19 Dec Successful Entrepreneurs and the Personality Trait They Tend to Share
This month, we are sharing another blog post from Eric Knam with The Business Acceleration Team. Eric is a certified business coach providing business help, advice, and mentoring services to small and medium-sized businesses. We’ve watched many of our business colleagues move from working IN their business to working ON their business, enjoying the perks of being the boss as a result of partnering with Eric.
Keep reading to learn more about the personality trait most successful entrepreneurs share!
What Personality Trait Leads to Success?
Ask any group of successful entrepreneurs to define the personality traits that lead to their achievements, and you’ll get several responses. They will quickly throw out words like determination, sacrifice, and hard work. Others may show a little more humility and chalk their success up to personality traits like curiosity. Still others will credit dumb luck.
However, there is one additional personality trait that many of the most successful entrepreneurs share: discipline.
They have the discipline to follow their original vision, even when they are tempted to change course. The discipline to stay true to their original product or service, even when clients start asking for different things.
The discipline to ignore the bright, shiny objects that constantly pop up and tempt them to shift their focus rather than staying true to what they originally set out to do.
Steve Jobs, the legendary co-founder of Apple, said it best: “People think focus means saying yes to the thing you’ve got to focus on. But that’s not what it means at all. It means saying no to the hundred other good ideas that there are. You have to pick carefully. I’m actually as proud of the things we haven’t done as the things I have done. Innovation is saying no to one thousand things.”
How the Discipline of Saying “No” Led to a 7-Figure Exit
Andy Cabasso graduated with a law degree, but never really practiced law. Instead, he co-founded JurisPage, a company that specialized in helping law firms with their marketing.
Cabasso understood the marketing services lawyers needed, and his partner, Sam Brodie, knew how to build websites that ranked on Google. Their service was extremely popular among lawyers. As a result, they also attracted the attention of other service businesses that wanted to improve their marketing and website presence.
Cabasso and Brodie considered expanding their services beyond their niche but ultimately turned down the opportunity to work with clients outside of the legal profession. They knew they had something unique to offer lawyers.
They also knew the importance of recurring revenue.

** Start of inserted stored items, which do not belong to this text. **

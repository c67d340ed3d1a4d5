// SPDX-License-Identifier: BUSL-1.1
// Copyright (c) 2026 Alfred Jean LLC

use super::*;

#[yare::parameterized(
    int            = { "42",        Value::from(42) },
    negative       = { "-7",        Value::from(-7) },
    float          = { "99.5",      Value::from(99.5) },
    exponent       = { "1e3",       Value::from(1000.0) },
    text           = { "\"smp:4\"", Value::from("smp:4") },
    single_quoted  = { "'idle'",    Value::from("idle") },
    true_lower     = { "true",      Value::Bool(true) },
    false_python   = { "False",     Value::Bool(false) },
    none           = { "None",      Value::Null },
    null           = { "null",      Value::Null },
    padded         = { "  \n 5 \n", Value::from(5) },
)]
fn decode_scalar(body: &str, expected: Value) {
    assert_eq!(decode(body).unwrap(), expected);
}

#[test]
fn decode_escaped_quotes_in_string() {
    let value = decode(r#""gpu:0:\"GT200 [GeForce GTX 260]\"""#).unwrap();
    assert_eq!(value.as_str(), Some("gpu:0:\"GT200 [GeForce GTX 260]\""));
}

#[test]
fn decode_escapes() {
    let value = decode(r#""a\\b\nc\td\x41\u00e9""#).unwrap();
    assert_eq!(value.as_str(), Some("a\\b\nc\tdAé"));
}

#[test]
fn decode_nested_map_preserves_order() {
    let body = r#"
{
  "id": "00",
  "status": "RUNNING",
  "options": {"machine-id": "1", "paused": "false"},
  "idle": false
}"#;
    let value = decode(body).unwrap();
    let map = value.as_map().unwrap();
    let keys: Vec<&str> = map.keys().map(String::as_str).collect();
    assert_eq!(keys, vec!["id", "status", "options", "idle"]);
    assert_eq!(value.get("options").and_then(|o| o.get("machine-id")), Some(&Value::from("1")));
    assert_eq!(value.get("idle"), Some(&Value::Bool(false)));
}

#[test]
fn decode_list_of_pairs() {
    let value = decode(r#"["Build", ["Version", "7.1.24"], ["Bits", "32"]]"#).unwrap();
    let items = value.as_list().unwrap();
    assert_eq!(items.len(), 3);
    assert_eq!(items[0], Value::from("Build"));
    assert_eq!(items[2], Value::List(vec![Value::from("Bits"), Value::from("32")]));
}

#[test]
fn decode_accepts_trailing_commas() {
    let value = decode("[1, 2, {\"a\": 3,},]").unwrap();
    assert_eq!(value.as_list().map(<[Value]>::len), Some(3));
}

#[test]
fn decode_empty_containers() {
    assert_eq!(decode("[]").unwrap(), Value::List(vec![]));
    assert_eq!(decode("{ }").unwrap(), Value::Map(ValueMap::new()));
}

#[test]
fn decode_large_integer_falls_back_to_float() {
    let value = decode("18446744073709551616").unwrap();
    assert!(matches!(value, Value::Number(Number::Float(_))));
}

#[test]
fn decode_numeric_map_key() {
    let value = decode("{0: \"zero\"}").unwrap();
    assert_eq!(value.get("0"), Some(&Value::from("zero")));
}

#[test]
fn unterminated_string_is_error() {
    let err = decode("{\"id\": \"00}").unwrap_err();
    assert!(matches!(err, FramingError::UnterminatedString { .. }), "{err:?}");
}

#[test]
fn unbalanced_brackets_is_error() {
    let err = decode("{\"a\": [1, 2}").unwrap_err();
    assert!(
        matches!(err, FramingError::UnbalancedDelimiter { expected: ']', found: '}', .. }),
        "{err:?}"
    );
}

#[yare::parameterized(
    empty          = { "" },
    blank          = { "  \n" },
    open_map       = { "{\"a\": 1" },
    open_list      = { "[1, 2" },
    missing_colon  = { "{\"a\" 1}" },
    bad_literal    = { "maybe" },
    bad_number     = { "1.2.3" },
    bad_escape     = { "\"\\q\"" },
    trailing       = { "1 2" },
    list_key       = { "{[1]: 2}" },
    stray_close    = { "]" },
)]
fn malformed_body_is_error(body: &str) {
    assert!(decode(body).is_err(), "expected error for {body:?}");
}

#[test]
fn nesting_limit_is_enforced() {
    let body = format!("{}{}", "[".repeat(MAX_DEPTH + 1), "]".repeat(MAX_DEPTH + 1));
    let err = decode(&body).unwrap_err();
    assert!(matches!(err, FramingError::TooDeep { .. }), "{err:?}");

    let body = format!("{}{}", "[".repeat(MAX_DEPTH), "]".repeat(MAX_DEPTH));
    assert!(decode(&body).is_ok());
}

#[test]
fn error_span_points_at_problem() {
    let body = "{\"a\": @}";
    let err = decode(body).unwrap_err();
    assert_eq!(err.span().slice(body), "@");
}
// SPDX-License-Identifier: BUSL-1.1
// Copyright (c) 2026 Alfred Jean LLC

//! Errors raised while decoding a message body.

use crate::Span;
use thiserror::Error;

/// A message body that could not be decoded into a [`Value`](crate::Value).
///
/// Only the offending message is lost; the frame buffer has already advanced
/// past it when this error is produced.
#[derive(Debug, Error, Clone, PartialEq, Eq)]
pub enum FramingError {
    /// The body ended in the middle of a value.
    #[error("unexpected end of body at position {}", span.start)]
    UnexpectedEnd {
        /// Location where more input was expected.
        span: Span,
    },

    /// A character that cannot start or continue a value.
    #[error("unexpected character '{ch}' at position {}", span.start)]
    UnexpectedChar {
        /// The unexpected character.
        ch: char,
        /// Source location span for the error.
        span: Span,
    },

    /// A closing bracket that does not match the open container.
    #[error("expected '{expected}' but found '{found}' at position {}", span.start)]
    UnbalancedDelimiter {
        /// The delimiter that would have closed the container.
        expected: char,
        /// The delimiter actually found.
        found: char,
        /// Source location span for the error.
        span: Span,
    },

    /// A quoted string without its closing quote.
    #[error("unterminated string at position {}", span.start)]
    UnterminatedString {
        /// Span from the opening quote to the end of the body.
        span: Span,
    },

    /// A backslash escape that is not understood.
    #[error("invalid escape sequence '\\{ch}' at position {}", span.start)]
    InvalidEscape {
        /// The character after the backslash.
        ch: char,
        /// Source location span for the error.
        span: Span,
    },

    /// A numeric literal that cannot be represented.
    #[error("invalid number '{text}' at position {}", span.start)]
    InvalidNumber {
        /// The literal text.
        text: String,
        /// Source location span for the error.
        span: Span,
    },

    /// A bare word that is not `true`, `false`, `None` or `null`.
    #[error("unknown literal '{word}' at position {}", span.start)]
    UnknownLiteral {
        /// The bare word.
        word: String,
        /// Source location span for the error.
        span: Span,
    },

    /// A map key that is not a string or number.
    #[error("map key must be a string at position {}", span.start)]
    InvalidKey {
        /// Source location span for the error.
        span: Span,
    },

    /// Content after the top-level value.
    #[error("trailing characters at position {}", span.start)]
    TrailingCharacters {
        /// Span of the trailing content.
        span: Span,
    },

    /// Containers nested deeper than [`MAX_DEPTH`](crate::MAX_DEPTH).
    #[error("nesting exceeds {limit} levels at position {}", span.start)]
    TooDeep {
        /// The configured limit.
        limit: usize,
        /// Location of the container that crossed the limit.
        span: Span,
    },
}

impl FramingError {
    /// Location in the body where the error was detected.
    pub fn span(&self) -> Span {
        match self {
            Self::UnexpectedEnd { span }
            | Self::UnexpectedChar { span, .. }
            | Self::UnbalancedDelimiter { span, .. }
            | Self::UnterminatedString { span }
            | Self::InvalidEscape { span, .. }
            | Self::InvalidNumber { span, .. }
            | Self::UnknownLiteral { span, .. }
            | Self::InvalidKey { span }
            | Self::TrailingCharacters { span }
            | Self::TooDeep { span, .. } => *span,
        }
    }
}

They insisted that their clients use JurisPage for website hosting, creating a strong base of recurring revenue for the company.

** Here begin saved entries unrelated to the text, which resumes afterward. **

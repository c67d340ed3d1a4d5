// SPDX-License-Identifier: BUSL-1.1
// Copyright (c) 2026 Alfred Jean LLC

//! Connection manager for the FAHClient command port.
//!
//! A supervisor task owns the socket. It connects, sends `auth` and the
//! registered connect commands, then reads until the peer closes or the
//! connection is cancelled. Each read is pushed into a [`FrameBuffer`];
//! every complete message is mapped and broadcast as a [`Delivery`].
//!
//! ```text
//! Disconnected -> Connecting -> Connected -> Disconnected (retry)
//!                      |                  \-> Closing -> Closed
//!                      \-> Disconnected (backoff) ... -> Closed (exhausted)
//! ```
//!
//! `Connected` is entered only after `auth` and the connect commands are
//! written. A failed connect, or a session that ends before any message is
//! framed, counts toward the policy's `max_attempts`; a session that framed
//! a message resets the count.

use std::sync::atomic::{AtomicU32, Ordering};
use std::sync::Arc;

use fah_core::{Delivery, FahMessage};
use fah_pyon::{FrameBuffer, RawMessage};
use parking_lot::Mutex;
use serde::Serialize;
use tokio::io::{AsyncReadExt, AsyncWriteExt};
use tokio::net::tcp::{OwnedReadHalf, OwnedWriteHalf};
use tokio::net::TcpStream;
use tokio::sync::{broadcast, watch};
use tokio::task::JoinHandle;
use tokio_util::sync::CancellationToken;
use tracing::{debug, info, warn};

use crate::{ClientConfig, Command, ConnectionError};

/// Deliveries buffered per subscriber before it starts lagging.
const DELIVERY_CAPACITY: usize = 256;

#[derive(Debug, Clone, Copy, PartialEq, Eq, Hash, Serialize)]
pub enum ConnectionState {
    Disconnected,
    Connecting,
    Connected,
    Closing,
    Closed,
}

fah_core::simple_display! {
    ConnectionState {
        Disconnected => "disconnected",
        Connecting => "connecting",
        Connected => "connected",
        Closing => "closing",
        Closed => "closed",
    }
}

struct Shared {
    config: ClientConfig,
    state: watch::Sender<ConnectionState>,
    deliveries: broadcast::Sender<Arc<Delivery>>,
    writer: tokio::sync::Mutex<Option<OwnedWriteHalf>>,
    on_connect: Mutex<Vec<Command>>,
    cancel: CancellationToken,
    /// Failed attempts when the supervisor gave up; zero otherwise.
    gave_up_after: AtomicU32,
}

impl Shared {
    fn state(&self) -> ConnectionState {
        *self.state.borrow()
    }

    /// Move to `next`. `Closing` only advances to `Closed`; `Closed` is final.
    fn set_state(&self, next: ConnectionState) {
        self.state.send_if_modified(|current| {
            let allowed = match *current {
                ConnectionState::Closed => false,
                ConnectionState::Closing => next == ConnectionState::Closed,
                _ => true,
            };
            if !allowed || *current == next {
                return false;
            }
            debug!(from = %current, to = %next, "connection state");
            *current = next;
            true
        });
    }

    async fn write_line(&self, line: &str) -> Result<(), ConnectionError> {
        let mut guard = self.writer.lock().await;
        let Some(writer) = guard.as_mut() else {
            return Err(ConnectionError::NotConnected(self.state()));
        };
        writer.write_all(line.as_bytes()).await?;
        writer.flush().await?;
        Ok(())
    }

    fn dispatch(&self, raw: RawMessage) {
        match FahMessage::parse(&raw) {
            Ok(message) => {
                let delivery = Arc::new(Delivery { type_name: raw.type_name, message });
                // Having no subscribers is fine.
                let _ = self.deliveries.send(delivery);
            }
            Err(e) => {
                warn!(message = %raw.type_name, error = %e, "dropping undecodable message");
            }
        }
    }
}

/// Handle to a supervised FAHClient connection.
///
/// Dropping the handle cancels the supervisor.
pub struct Connection {
    shared: Arc<Shared>,
    task: Mutex<Option<JoinHandle<()>>>,
}

impl Connection {
    /// Start the supervisor without waiting for the first connect.
    ///
    /// Subscribe before [`Connection::wait_connected`] to observe replies
    /// to `on_connect` commands.
    pub fn spawn(config: ClientConfig, on_connect: Vec<Command>) -> Self {
        let (state, _) = watch::channel(ConnectionState::Disconnected);
        let (deliveries, _) = broadcast::channel(DELIVERY_CAPACITY);
        let shared = Arc::new(Shared {
            config,
            state,
            deliveries,
            writer: tokio::sync::Mutex::new(None),
            on_connect: Mutex::new(on_connect),
            cancel: CancellationToken::new(),
            gave_up_after: AtomicU32::new(0),
        });
        let task = tokio::spawn(supervise(Arc::clone(&shared)));
        Self { shared, task: Mutex::new(Some(task)) }
    }

    /// Connect and wait until the connection is established.
    pub async fn connect(config: ClientConfig) -> Result<Self, ConnectionError> {
        Self::connect_with(config, Vec::new()).await
    }

    /// Like [`Connection::connect`], sending `on_connect` after every (re)connect.
    pub async fn connect_with(
        config: ClientConfig,
        on_connect: Vec<Command>,
    ) -> Result<Self, ConnectionError> {
        let connection = Self::spawn(config, on_connect);
        connection.wait_connected().await?;
        Ok(connection)
    }

    /// Wait for `Connected`. Fails once the connection is closing or closed.
    pub async fn wait_connected(&self) -> Result<(), ConnectionError> {
        let mut rx = self.shared.state.subscribe();
        let state = *rx
            .wait_for(|s| {
                matches!(
                    s,
                    ConnectionState::Connected | ConnectionState::Closing | ConnectionState::Closed
                )
            })
            .await
            .map_err(|_| ConnectionError::Closed)?;
        if state == ConnectionState::Connected {
            return Ok(());
        }
        match self.shared.gave_up_after.load(Ordering::Acquire) {
            0 => Err(ConnectionError::Closed),
            attempts => Err(ConnectionError::RetriesExhausted {
                address: self.shared.config.address(),
                attempts,
            }),
        }
    }

    pub fn state(&self) -> ConnectionState {
        self.shared.state()
    }

    pub fn watch_state(&self) -> watch::Receiver<ConnectionState> {
        self.shared.state.subscribe()
    }

    pub fn subscribe(&self) -> broadcast::Receiver<Arc<Delivery>> {
        self.shared.deliveries.subscribe()
    }

    pub fn config(&self) -> &ClientConfig {
        &self.shared.config
    }

    /// Register a command to send after every future (re)connect.
    pub fn on_connect(&self, command: Command) {
        self.shared.on_connect.lock().push(command);
    }

    /// Write one command. Only allowed while `Connected`.
    pub async fn send(&self, command: &Command) -> Result<(), ConnectionError> {
        let state = self.state();
        if state != ConnectionState::Connected {
            return Err(ConnectionError::NotConnected(state));
        }
        if !matches!(command, Command::Auth(_)) {
            debug!(%command, "send");
        }
        self.shared.write_line(&command.to_line()).await
    }

    /// Stop the supervisor and wait for it to finish.
    pub async fn disconnect(&self) {
        self.shared.set_state(ConnectionState::Closing);
        self.shared.cancel.cancel();
        let task = self.task.lock().take();
        if let Some(task) = task {
            if let Err(e) = task.await {
                warn!(error = %e, "connection task failed");
            }
        }
        self.shared.set_state(ConnectionState::Closed);
    }
}

impl Drop for Connection {
    fn drop(&mut self) {
        self.shared.cancel.cancel();
    }
}

enum ReadEnd {
    Cancelled,
    Eof,
    Failed(std::io::Error),
}

async fn supervise(shared: Arc<Shared>) {
    let policy = shared.config.reconnect.clone();
    let address = shared.config.address();
    let mut buffer = FrameBuffer::new();
    let mut failures: u32 = 0;

    loop {
        if shared.cancel.is_cancelled() {
            break;
        }
        shared.set_state(ConnectionState::Connecting);

        let stream = tokio::select! {
            result = TcpStream::connect(&address) => result,
            _ = shared.cancel.cancelled() => break,
        };

        match stream {
            Ok(stream) => {
                info!(%address, "connected");
                let (read, write) = stream.into_split();
                buffer.reset();
                *shared.writer.lock().await = Some(write);

                let mut framed = 0usize;
                let end = match greet(&shared).await {
                    Ok(()) => {
                        shared.set_state(ConnectionState::Connected);
                        read_loop(&shared, read, &mut buffer, &mut framed).await
                    }
                    Err(ConnectionError::Io(e)) => ReadEnd::Failed(e),
                    Err(e) => {
                        warn!(error = %e, "failed to send connect commands");
                        ReadEnd::Eof
                    }
                };
                *shared.writer.lock().await = None;
                match end {
                    ReadEnd::Cancelled => break,
                    ReadEnd::Eof => info!(%address, "connection closed by peer"),
                    ReadEnd::Failed(e) => warn!(%address, error = %e, "connection lost"),
                }
                if !buffer.is_empty() {
                    debug!(bytes = buffer.len(), "discarding partial message");
                }
                shared.set_state(ConnectionState::Disconnected);

                // A session that never framed a message counts as a failed attempt.
                if framed > 0 {
                    failures = 0;
                } else {
                    failures += 1;
                    warn!(%address, attempt = failures, "connection dropped before any message");
                    if policy.exhausted(failures) {
                        warn!(%address, attempts = failures, "giving up on connection");
                        shared.gave_up_after.store(failures, Ordering::Release);
                        break;
                    }
                }
            }
            Err(e) => {
                failures += 1;
                warn!(%address, attempt = failures, error = %e, "connect failed");
                shared.set_state(ConnectionState::Disconnected);
                if policy.exhausted(failures) {
                    warn!(%address, attempts = failures, "giving up on connection");
                    shared.gave_up_after.store(failures, Ordering::Release);
                    break;
                }
            }
        }

        let delay = policy.delay(failures.max(1));
        info!(%address, ?delay, "reconnecting");
        tokio::select! {
            _ = tokio::time::sleep(delay) => {}
            _ = shared.cancel.cancelled() => break,
        }
    }

    *shared.writer.lock().await = None;
    shared.set_state(ConnectionState::Closed);
}

/// Send `auth` (when configured) and the registered connect commands.
async fn greet(shared: &Shared) -> Result<(), ConnectionError> {
    if let Some(password) = &shared.config.password {
        shared.write_line(&Command::Auth(password.clone()).to_line()).await?;
    }
    let commands = shared.on_connect.lock().clone();
    for command in &commands {
        debug!(%command, "send on connect");
        shared.write_line(&command.to_line()).await?;
    }
    Ok(())
}

/// Read until EOF, error or cancellation, counting framed messages in `framed`.
async fn read_loop(
    shared: &Shared,
    mut read: OwnedReadHalf,
    buffer: &mut FrameBuffer,
    framed: &mut usize,
) -> ReadEnd {
    let mut chunk = vec![0u8; shared.config.read_buffer_size.max(1)];
    loop {
        let n = tokio::select! {
            result = read.read(&mut chunk) => match result {
                Ok(0) => return ReadEnd::Eof,
                Ok(n) => n,
                Err(e) => return ReadEnd::Failed(e),
            },
            _ = shared.cancel.cancelled() => return ReadEnd::Cancelled,
        };
        buffer.push(&chunk[..n]);
        while let Some(raw) = buffer.next_message() {
            *framed += 1;
            shared.dispatch(raw);
        }
    }
}

#[cfg(test)]
#[path = "connection_tests.rs"]
mod tests;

Prospects offered JurisPage thousands of dollars to build them a website that another company could host, but Cabasso turned them down. He knew that the recurring website hosting revenue was a fundamental component of building a valuable business.

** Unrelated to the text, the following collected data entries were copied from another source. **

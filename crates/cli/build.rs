// SPDX-License-Identifier: BUSL-1.1
// Copyright (c) 2026 Alfred Jean LLC

use std::process::Command;

fn git(args: &[&str]) -> Option<String> {
    let output = Command::new("git").args(args).output().ok()?;
    if !output.status.success() {
        return None;
    }
    String::from_utf8(output.stdout).ok().map(|s| s.trim().to_string())
}

fn main() {
    println!("cargo:rerun-if-env-changed=BUILD_GIT_HASH");

    let hash = std::env::var("BUILD_GIT_HASH")
        .ok()
        .filter(|s| !s.is_empty())
        .or_else(|| git(&["rev-parse", "--short", "HEAD"]))
        .unwrap_or_else(|| "unknown".to_string());
    println!("cargo:rustc-env=BUILD_GIT_HASH={hash}");

    if let Some(git_dir) = git(&["rev-parse", "--git-dir"]) {
        println!("cargo:rerun-if-changed={git_dir}/HEAD");
    }
}
// SPDX-License-Identifier: BUSL-1.1
// Copyright (c) 2026 Alfred Jean LLC

use super::*;
use crate::Slot;

#[yare::parameterized(
    empty      = { "" },
    whitespace = { "  \n\t " },
)]
fn empty_body_is_an_argument_error(body: &str) {
    let err = parse::<Options>(body).unwrap_err();
    assert!(matches!(err, MessageError::Argument(_)), "{err:?}");
    assert!(err.to_string().contains("options"));
}

#[test]
fn malformed_body_is_a_framing_error() {
    let err = parse::<Options>("{\"user\": \"x\"").unwrap_err();
    assert!(matches!(err, MessageError::Framing(_)), "{err:?}");
}

#[test]
fn wrong_root_shape_is_a_type_mapping_error() {
    let err = parse::<SlotCollection<Slot>>("{\"id\": \"00\"}").unwrap_err();
    assert!(matches!(err, MessageError::TypeMapping(TypeMappingError::Shape { .. })), "{err:?}");
}

#[yare::parameterized(
    info       = { "info",            MessageKind::Info },
    options    = { "options",         MessageKind::Options },
    slots      = { "slots",           MessageKind::Slots },
    slot_opts  = { "slot-options",    MessageKind::SlotOptions },
    simulation = { "simulation-info", MessageKind::SimulationInfo },
    units      = { "units",           MessageKind::Units },
    heartbeat  = { "heartbeat",       MessageKind::Heartbeat },
    restart    = { "log-restart",     MessageKind::LogRestart },
    update     = { "log-update",      MessageKind::LogUpdate },
    other      = { "ppd",             MessageKind::Unknown },
)]
fn kind_from_name(name: &str, kind: MessageKind) {
    assert_eq!(MessageKind::from_name(name), kind);
    if kind != MessageKind::Unknown {
        assert_eq!(kind.to_string(), name);
    }
}

#[test]
fn dispatch_maps_slots() {
    let raw = RawMessage::new("slots", r#"[{"id": "00", "status": "READY", "idle": "x"}]"#);
    let message = FahMessage::parse(&raw).unwrap();
    assert_eq!(message.kind(), MessageKind::Slots);
    let FahMessage::Slots(slots) = &message else { panic!("expected slots, got {message:?}") };
    assert_eq!(slots.len(), 1);
    assert_eq!(message.errors().len(), 1);
}

#[test]
fn log_messages_are_single_strings() {
    let raw = RawMessage::new("log-update", r#""12:00:01:WU00:FS00:Connecting\n""#);
    match FahMessage::parse(&raw).unwrap() {
        FahMessage::LogUpdate(text) => assert_eq!(text, "12:00:01:WU00:FS00:Connecting\n"),
        other => panic!("unexpected {other:?}"),
    }
    let bad = RawMessage::new("log-restart", "[1, 2]");
    assert!(matches!(FahMessage::parse(&bad), Err(MessageError::TypeMapping(_))));
}

#[test]
fn heartbeat_and_unknown_keep_raw_value() {
    let beat = FahMessage::parse(&RawMessage::new("heartbeat", "3")).unwrap();
    assert!(matches!(beat, FahMessage::Heartbeat(Value::Number(_))));

    let other = FahMessage::parse(&RawMessage::new("ppd", "{\"ppd\": 1}")).unwrap();
    match other {
        FahMessage::Unknown { name, value } => {
            assert_eq!(name, "ppd");
            assert!(value.get("ppd").is_some());
        }
        other => panic!("unexpected {other:?}"),
    }
}

#[test]
fn typed_message_with_empty_body_is_rejected() {
    let raw = RawMessage::new("info", "");
    assert!(matches!(FahMessage::parse(&raw), Err(MessageError::Argument(_))));
}

#[test]
fn delivery_serializes_with_kind_tag() {
    let raw = RawMessage::new("simulation-info", r#"{"project": 7610, "slot": 0}"#);
    let delivery = Delivery { type_name: raw.type_name.clone(), message: FahMessage::parse(&raw).unwrap() };
    let json = serde_json::to_value(&delivery).unwrap();
    assert_eq!(json["type_name"], "simulation-info");
    assert_eq!(json["message"]["kind"], "simulation-info");
    assert_eq!(json["message"]["message"]["project"], 7610);
    assert!(delivery.errors().is_empty());
}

In the end, Cabasso and Brodie’s discipline paid off. They ultimately attracted the attention of Uptime Legal, an Inc. 5000 business specializing in technology and practice management software for law firms.
The two companies were a perfect fit, leading to Uptime Legal acquiring JurisPage in a seven-figure deal just three years after it was founded by Cabasso and Brodie.
So remember, while curiosity and grit are important personality traits for any would-be entrepreneur, the ability to remain disciplined in the face of opportunity may be the most important attribute of all.